### Description of the task
Reproduce only the stretch of entries below that begins at the first line and ends at the line holding "use chrono::Utc;".
◇ ◇ ◇ ◇ ◇
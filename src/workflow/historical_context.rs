//! `FetchHistoricalContext` (S1, spec §4.3): only executed when
//! `verificationType = PREVIOUS_VS_CURRENT`. Looks up the prior
//! verification by `previousVerificationId`; a miss is not an abort, only
//! `historicalDataFound = false`.

use chrono::Utc;
use serde::{Deserialize, Serialize};

use super::{record_idempotent_skip, WorkflowEngine};
use crate::blob::date_partitioned_key;
use crate::envelope::{ArtifactKind, Envelope, Reference, StatusHistoryEntry, VerificationContext};
use crate::error::{Error, Result};

/// The historical-context artifact persisted for `ExecuteTurn2`'s prompt
/// context (spec §3's "Historical context").
#[derive(Debug, Clone, Serialize, Deserialize)]
pub struct HistoricalContext {
    pub historical_data_found: bool,
    #[serde(skip_serializing_if = "Option::is_none")]
    pub previous_verification_id: Option<String>,
    #[serde(skip_serializing_if = "Option::is_none")]
    pub previous_status: Option<String>,
    #[serde(skip_serializing_if = "Option::is_none")]
    pub previous_summary: Option<String>,
}

pub async fn run(
    engine: &WorkflowEngine,
    context: &mut VerificationContext,
    envelope: &mut Envelope,
) -> Result<()> {
    if envelope.has_reference(ArtifactKind::ProcessingHistoricalContext) {
        record_idempotent_skip(context, "fetch_historical_context", "FetchHistoricalContext");
        return Ok(());
    }

    let started_at = Utc::now();

    let previous_id = context.previous_verification_id.clone().ok_or_else(|| {
        Error::validation(
            "FetchHistoricalContext",
            "read_previous_verification_id",
            "previous-vs-current verification is missing previousVerificationId",
        )
    })?;

    let previous = engine
        .verifications
        .get(&previous_id)
        .await
        .map_err(|e| Error::context_load("FetchHistoricalContext", "lookup_previous", e.to_string()))?;

    let historical = match previous {
        Some(previous_context) => HistoricalContext {
            historical_data_found: true,
            previous_verification_id: Some(previous_context.verification_id),
            previous_status: Some(previous_context.current_status),
            previous_summary: previous_context
                .error_tracking
                .message
                .clone()
                .or_else(|| Some("no summary recorded".to_string())),
        },
        None => HistoricalContext {
            historical_data_found: false,
            previous_verification_id: Some(previous_id),
            previous_status: None,
            previous_summary: None,
        },
    };

    let bytes = serde_json::to_vec(&historical)?;
    let key = date_partitioned_key(
        "processing",
        started_at,
        &context.verification_id,
        "historical-context.json",
    );
    let etag = engine
        .blobs
        .put(&engine.config.state_bucket, &key, bytes.clone())
        .await
        .map_err(|e| Error::storage("FetchHistoricalContext", "put_historical_context", e.to_string()))?;

    envelope.s3_references.insert(
        ArtifactKind::ProcessingHistoricalContext,
        Reference::new(engine.config.state_bucket.clone(), key)
            .with_etag(etag)
            .with_size(bytes.len() as u64),
    );

    let status = if historical.historical_data_found {
        "HISTORICAL_CONTEXT_FETCHED"
    } else {
        "HISTORICAL_CONTEXT_NOT_FOUND"
    };
    context.record_status(StatusHistoryEntry::new(
        status,
        Utc::now(),
        "fetch_historical_context",
        (Utc::now() - started_at).num_milliseconds().max(0) as u64,
        "FetchHistoricalContext",
    ));

    Ok(())
}

#[cfg(test)]
mod tests {
    use super::*;
    use crate::blob::InMemoryBlobStore;
    use crate::config::WorkflowConfig;
    use crate::envelope::{ErrorTracking, ProcessingMetrics, VerificationType};
    use crate::llm::{AnthropicClient, ClientConfig};
    use crate::rowstore::SqliteRowStore;
    use crate::templates::TemplateCatalog;
    use std::sync::Arc;

    fn sample_context(verification_id: &str, previous_id: Option<&str>) -> VerificationContext {
        let now = Utc::now();
        VerificationContext {
            verification_id: verification_id.to_string(),
            verification_at: now,
            verification_type: VerificationType::PreviousVsCurrent,
            reference_image_url: "s3://ref/ref.jpg".to_string(),
            checking_image_url: "s3://chk/chk.jpg".to_string(),
            layout_id: None,
            layout_prefix: None,
            previous_verification_id: previous_id.map(str::to_string),
            vending_machine_id: None,
            status: "VERIFICATION_INITIALIZED".to_string(),
            current_status: "VERIFICATION_INITIALIZED".to_string(),
            last_updated_at: now,
            status_history: Vec::new(),
            processing_metrics: ProcessingMetrics::default(),
            error_tracking: ErrorTracking::default(),
        }
    }

    async fn engine() -> WorkflowEngine {
        let store = Arc::new(SqliteRowStore::in_memory().unwrap());
        WorkflowEngine::new(
            WorkflowConfig::for_tests(),
            Arc::new(InMemoryBlobStore::new()),
            store.clone(),
            store.clone(),
            store,
            Arc::new(AnthropicClient::new(ClientConfig::new("test-key"))),
            Arc::new(TemplateCatalog::new("templates")),
        )
    }

    #[tokio::test]
    async fn missing_previous_verification_sets_not_found_without_failing() {
        let engine = engine().await;
        let mut context = sample_context("verif-20250101000000-aaaa", Some("verif-20241231000000-zzzz"));
        let mut envelope = Envelope::new(context.verification_id.clone(), "VERIFICATION_INITIALIZED");

        run(&engine, &mut context, &mut envelope).await.unwrap();

        assert_eq!(context.current_status, "HISTORICAL_CONTEXT_NOT_FOUND");
        assert!(envelope.has_reference(ArtifactKind::ProcessingHistoricalContext));
    }

    #[tokio::test]
    async fn found_previous_verification_is_recorded() {
        let engine = engine().await;
        let previous = sample_context("verif-20241231000000-zzzz", None);
        engine.verifications.create_initial(&previous).await.unwrap();

        let mut context = sample_context("verif-20250101000000-aaaa", Some("verif-20241231000000-zzzz"));
        let mut envelope = Envelope::new(context.verification_id.clone(), "VERIFICATION_INITIALIZED");

        run(&engine, &mut context, &mut envelope).await.unwrap();
        assert_eq!(context.current_status, "HISTORICAL_CONTEXT_FETCHED");
    }

    #[tokio::test]
    async fn missing_previous_id_on_the_context_is_a_validation_error() {
        let engine = engine().await;
        let mut context = sample_context("verif-20250101000000-aaaa", None);
        let mut envelope = Envelope::new(context.verification_id.clone(), "VERIFICATION_INITIALIZED");

        let err = run(&engine, &mut context, &mut envelope).await.unwrap_err();
        assert!(matches!(err, Error::Validation { .. }));
    }
}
◇ ◇ ◇ ◇ ◇
### Your solution
filename src/workflow/historical_context.rs
//! `FetchHistoricalContext` (S1, spec §4.3): only executed when
//! `verificationType = PREVIOUS_VS_CURRENT`. Looks up the prior
//! verification by `previousVerificationId`; a miss is not an abort, only
//! `historicalDataFound = false`.

use chrono::Utc;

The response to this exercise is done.